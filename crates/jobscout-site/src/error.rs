//! Error types for the site definition subsystem.

use thiserror::Error;

/// Errors that can occur in site definition operations.
#[derive(Error, Debug)]
pub enum SiteError {
    /// Site definition not found
    #[error("site definition not found: {site_id}")]
    NotFound {
        /// The site ID that was not found
        site_id: String,
    },

    /// Failed to load site definition from file
    #[error("failed to load site definition from {path}: {source}")]
    LoadError {
        /// Path to the definition file
        path: String,
        /// Underlying error
        source: Box<dyn std::error::Error + Send + Sync>,
    },

    /// Failed to parse site definition TOML
    #[error("failed to parse site definition TOML in {path}: {source}")]
    ParseError {
        /// Path to the definition file
        path: String,
        /// TOML parse error
        #[source]
        source: toml::de::Error,
    },

    /// Invalid site definition (validation failed)
    #[error("invalid site definition for {site_id}: {reason}")]
    ValidationError {
        /// Site ID being validated
        site_id: String,
        /// Reason for validation failure
        reason: String,
    },

    /// Malformed selector rule string
    #[error("invalid selector rule '{rule}': {reason}")]
    InvalidRule {
        /// The offending rule text
        rule: String,
        /// Why it was rejected
        reason: String,
    },

    /// Site definition directory not found
    #[error("site definitions directory not found at {path}")]
    DirectoryNotFound {
        /// Expected directory path
        path: String,
    },

    /// I/O error while accessing site definitions
    #[error("I/O error: {0}")]
    Io(#[from] std::io::Error),

    /// Invalid site ID format
    #[error("invalid site ID: {0}")]
    InvalidId(#[from] jobscout_core::JobScoutError),
}

/// Result type for site operations.
pub type Result<T> = std::result::Result<T, SiteError>;
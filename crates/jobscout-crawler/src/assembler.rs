//! Record assembly.

use jobscout_core::{JobRecord, JobSummary};

/// Combine listing summary fields with the salary read from the detail page.
///
/// A missing or blank salary becomes `"Not listed"`.
#[must_use]
pub fn assemble(summary: JobSummary, salary: Option<String>) -> JobRecord {
    JobRecord::from_summary(summary, salary.as_deref())
}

--

• _What you are asked to do_: Reproduce all the records, exactly and in full.

• _Task answer_:
filename crates/jobscout-site/src/error.rs
//! Error types for the site definition subsystem.

use thiserror::Error;

/// Errors that can occur in site definition operations.
#[derive(Error, Debug)]
pub enum SiteError {
    /// Site definition not found
    #[error("site definition not found: {site_id}")]
    NotFound {
        /// The site ID that was not found
        site_id: String,
    },

    /// Failed to load site definition from file
    #[error("failed to load site definition from {path}: {source}")]
    LoadError {
        /// Path to the definition file
        path: String,
        /// Underlying error
        source: Box<dyn std::error::Error + Send + Sync>,
    },

    /// Failed to parse site definition TOML
    #[error("failed to parse site definition TOML in {path}: {source}")]
    ParseError {
        /// Path to the definition file
        path: String,
        /// TOML parse error
        #[source]
        source: toml::de::Error,
    },

    /// Invalid site definition (validation failed)
    #[error("invalid site definition for {site_id}: {reason}")]
    ValidationError {
        /// Site ID being validated
        site_id: String,
        /// Reason for validation failure
        reason: String,
    },

    /// Malformed selector rule string
    #[error("invalid selector rule '{rule}': {reason}")]
    InvalidRule {
        /// The offending rule text
        rule: String,
        /// Why it was rejected
        reason: String,
    },

    /// Site definition directory not found
    #[error("site definitions directory not found at {path}")]
    DirectoryNotFound {
        /// Expected directory path
        path: String,
    },

    /// I/O error while accessing site definitions
    #[error("I/O error: {0}")]
    Io(#[from] std::io::Error),

    /// Invalid site ID format
    #[error("invalid site ID: {0}")]
    InvalidId(#[from] jobscout_core::JobScoutError),
}

/// Result type for site operations.
pub type Result<T> = std::result::Result<T, SiteError>;
filename crates/jobscout-crawler/src/assembler.rs
//! Record assembly.

use jobscout_core::{JobRecord, JobSummary};

/// Combine listing summary fields with the salary read from the detail page.
///
/// A missing or blank salary becomes `"Not listed"`.
#[must_use]
pub fn assemble(summary: JobSummary, salary: Option<String>) -> JobRecord {
    JobRecord::from_summary(summary, salary.as_deref())
}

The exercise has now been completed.